━━━ DATASET ENTRIES ━━━

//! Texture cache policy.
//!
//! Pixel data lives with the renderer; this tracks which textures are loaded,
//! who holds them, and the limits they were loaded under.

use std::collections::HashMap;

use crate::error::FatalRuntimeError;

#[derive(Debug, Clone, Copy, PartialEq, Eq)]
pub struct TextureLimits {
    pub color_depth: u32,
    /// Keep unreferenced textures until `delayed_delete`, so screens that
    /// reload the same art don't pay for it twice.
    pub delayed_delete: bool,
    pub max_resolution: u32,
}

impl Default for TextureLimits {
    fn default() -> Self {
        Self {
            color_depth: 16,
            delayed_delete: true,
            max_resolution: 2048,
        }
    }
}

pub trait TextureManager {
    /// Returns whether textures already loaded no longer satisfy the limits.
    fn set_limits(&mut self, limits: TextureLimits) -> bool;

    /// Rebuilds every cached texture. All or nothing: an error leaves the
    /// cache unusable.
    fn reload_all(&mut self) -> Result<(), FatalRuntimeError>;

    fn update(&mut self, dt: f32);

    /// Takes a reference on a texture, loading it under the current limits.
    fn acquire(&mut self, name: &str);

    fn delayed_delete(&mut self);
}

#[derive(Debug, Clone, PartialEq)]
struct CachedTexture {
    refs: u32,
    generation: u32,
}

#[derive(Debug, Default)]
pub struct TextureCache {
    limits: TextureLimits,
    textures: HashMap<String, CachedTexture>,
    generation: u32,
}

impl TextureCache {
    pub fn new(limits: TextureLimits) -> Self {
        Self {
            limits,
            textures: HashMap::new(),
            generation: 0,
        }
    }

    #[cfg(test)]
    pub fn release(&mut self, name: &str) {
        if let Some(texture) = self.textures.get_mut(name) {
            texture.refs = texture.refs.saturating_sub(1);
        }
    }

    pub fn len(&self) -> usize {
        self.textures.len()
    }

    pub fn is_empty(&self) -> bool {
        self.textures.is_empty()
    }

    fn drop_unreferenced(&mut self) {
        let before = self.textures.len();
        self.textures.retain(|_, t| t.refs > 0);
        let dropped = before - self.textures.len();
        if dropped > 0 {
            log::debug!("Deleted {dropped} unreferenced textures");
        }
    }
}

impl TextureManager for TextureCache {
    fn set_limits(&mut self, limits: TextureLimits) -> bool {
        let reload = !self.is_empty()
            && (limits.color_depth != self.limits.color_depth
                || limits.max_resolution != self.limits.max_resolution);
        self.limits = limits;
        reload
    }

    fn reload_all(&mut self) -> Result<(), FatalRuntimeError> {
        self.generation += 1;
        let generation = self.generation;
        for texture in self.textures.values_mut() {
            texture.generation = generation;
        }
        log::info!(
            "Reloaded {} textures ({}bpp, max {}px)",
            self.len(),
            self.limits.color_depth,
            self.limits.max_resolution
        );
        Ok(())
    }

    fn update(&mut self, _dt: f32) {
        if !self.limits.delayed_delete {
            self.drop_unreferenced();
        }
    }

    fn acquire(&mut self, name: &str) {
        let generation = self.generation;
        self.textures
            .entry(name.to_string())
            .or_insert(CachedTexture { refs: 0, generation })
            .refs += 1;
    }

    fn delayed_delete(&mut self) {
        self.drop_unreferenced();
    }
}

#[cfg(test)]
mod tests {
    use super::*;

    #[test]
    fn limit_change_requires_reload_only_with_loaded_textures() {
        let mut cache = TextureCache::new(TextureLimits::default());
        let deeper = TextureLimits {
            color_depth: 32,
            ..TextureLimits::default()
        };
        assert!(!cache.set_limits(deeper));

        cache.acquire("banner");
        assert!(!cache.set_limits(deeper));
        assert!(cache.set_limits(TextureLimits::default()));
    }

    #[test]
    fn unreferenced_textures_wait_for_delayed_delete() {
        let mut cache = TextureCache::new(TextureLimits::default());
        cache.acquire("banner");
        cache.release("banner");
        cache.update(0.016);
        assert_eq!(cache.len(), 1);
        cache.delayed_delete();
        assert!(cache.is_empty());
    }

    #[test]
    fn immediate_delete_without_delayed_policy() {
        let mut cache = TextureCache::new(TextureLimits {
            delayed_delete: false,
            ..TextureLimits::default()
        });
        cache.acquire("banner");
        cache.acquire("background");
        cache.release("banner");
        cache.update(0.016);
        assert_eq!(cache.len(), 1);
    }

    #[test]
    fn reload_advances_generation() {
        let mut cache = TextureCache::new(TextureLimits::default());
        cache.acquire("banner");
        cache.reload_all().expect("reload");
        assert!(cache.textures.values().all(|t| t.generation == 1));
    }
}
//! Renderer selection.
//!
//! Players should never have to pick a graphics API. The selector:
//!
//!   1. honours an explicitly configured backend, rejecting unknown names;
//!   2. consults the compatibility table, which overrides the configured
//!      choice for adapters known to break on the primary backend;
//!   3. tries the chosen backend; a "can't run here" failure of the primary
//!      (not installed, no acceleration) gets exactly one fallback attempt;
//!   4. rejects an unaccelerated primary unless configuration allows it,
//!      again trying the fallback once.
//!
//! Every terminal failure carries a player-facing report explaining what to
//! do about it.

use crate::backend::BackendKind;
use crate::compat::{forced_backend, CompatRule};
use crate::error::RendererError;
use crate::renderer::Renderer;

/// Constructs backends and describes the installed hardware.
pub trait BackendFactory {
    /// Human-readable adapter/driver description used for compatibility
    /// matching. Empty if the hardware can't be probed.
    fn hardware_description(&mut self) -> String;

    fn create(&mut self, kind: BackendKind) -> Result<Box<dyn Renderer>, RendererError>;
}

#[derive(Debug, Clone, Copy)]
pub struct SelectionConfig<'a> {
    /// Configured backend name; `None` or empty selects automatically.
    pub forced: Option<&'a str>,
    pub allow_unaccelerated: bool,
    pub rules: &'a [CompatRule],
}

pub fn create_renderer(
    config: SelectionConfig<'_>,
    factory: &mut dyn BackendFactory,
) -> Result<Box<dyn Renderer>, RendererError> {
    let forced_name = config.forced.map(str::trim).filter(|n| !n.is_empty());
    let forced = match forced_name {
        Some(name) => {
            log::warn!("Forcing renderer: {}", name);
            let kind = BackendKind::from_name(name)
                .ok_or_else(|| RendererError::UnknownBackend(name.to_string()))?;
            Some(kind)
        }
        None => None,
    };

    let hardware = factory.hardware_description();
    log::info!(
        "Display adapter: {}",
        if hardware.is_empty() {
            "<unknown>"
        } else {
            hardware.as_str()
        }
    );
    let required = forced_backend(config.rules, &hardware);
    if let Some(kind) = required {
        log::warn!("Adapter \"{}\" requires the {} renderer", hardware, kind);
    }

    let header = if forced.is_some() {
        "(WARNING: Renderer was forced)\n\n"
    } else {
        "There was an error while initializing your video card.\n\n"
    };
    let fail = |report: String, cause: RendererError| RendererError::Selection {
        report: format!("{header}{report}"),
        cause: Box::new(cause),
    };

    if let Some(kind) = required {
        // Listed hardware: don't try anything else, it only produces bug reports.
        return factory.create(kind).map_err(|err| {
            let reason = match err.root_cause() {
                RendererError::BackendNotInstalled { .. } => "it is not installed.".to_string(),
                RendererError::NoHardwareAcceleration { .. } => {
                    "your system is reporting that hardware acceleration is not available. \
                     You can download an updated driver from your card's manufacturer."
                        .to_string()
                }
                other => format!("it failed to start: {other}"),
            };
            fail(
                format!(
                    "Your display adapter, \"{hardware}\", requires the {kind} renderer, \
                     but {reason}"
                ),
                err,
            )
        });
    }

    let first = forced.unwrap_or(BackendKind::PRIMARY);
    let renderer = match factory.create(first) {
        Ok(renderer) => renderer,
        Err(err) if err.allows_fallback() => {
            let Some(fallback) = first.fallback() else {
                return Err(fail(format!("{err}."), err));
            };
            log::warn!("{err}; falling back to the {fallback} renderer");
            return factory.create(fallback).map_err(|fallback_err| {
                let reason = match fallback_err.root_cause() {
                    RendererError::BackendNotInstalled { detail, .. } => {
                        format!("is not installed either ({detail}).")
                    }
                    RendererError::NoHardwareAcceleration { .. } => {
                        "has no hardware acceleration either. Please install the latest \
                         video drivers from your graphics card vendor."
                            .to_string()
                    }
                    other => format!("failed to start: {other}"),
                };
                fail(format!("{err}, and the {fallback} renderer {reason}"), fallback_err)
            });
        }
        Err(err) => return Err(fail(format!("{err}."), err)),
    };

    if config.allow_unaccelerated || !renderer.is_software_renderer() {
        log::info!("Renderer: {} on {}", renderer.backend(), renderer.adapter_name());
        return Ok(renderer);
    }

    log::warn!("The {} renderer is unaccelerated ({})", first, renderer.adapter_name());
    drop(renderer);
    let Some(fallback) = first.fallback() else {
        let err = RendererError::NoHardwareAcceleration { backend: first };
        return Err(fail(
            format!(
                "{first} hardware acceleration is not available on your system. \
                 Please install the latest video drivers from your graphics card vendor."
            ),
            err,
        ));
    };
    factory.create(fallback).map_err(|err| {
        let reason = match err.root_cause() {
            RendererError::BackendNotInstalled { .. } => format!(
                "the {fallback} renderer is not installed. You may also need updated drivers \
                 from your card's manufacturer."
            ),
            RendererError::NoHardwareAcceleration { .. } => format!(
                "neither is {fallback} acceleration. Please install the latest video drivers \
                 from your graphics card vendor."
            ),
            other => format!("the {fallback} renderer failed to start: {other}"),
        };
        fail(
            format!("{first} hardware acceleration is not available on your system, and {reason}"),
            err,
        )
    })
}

━━━

With the line containing "use crate::error::FatalRuntimeError;" as the last one, please set down exactly the lines of the records above from their very first line, and nothing more.

**EXERCISE ANSWER**
//! Texture cache policy.
//!
//! Pixel data lives with the renderer; this tracks which textures are loaded,
//! who holds them, and the limits they were loaded under.

use std::collections::HashMap;

use crate::error::FatalRuntimeError;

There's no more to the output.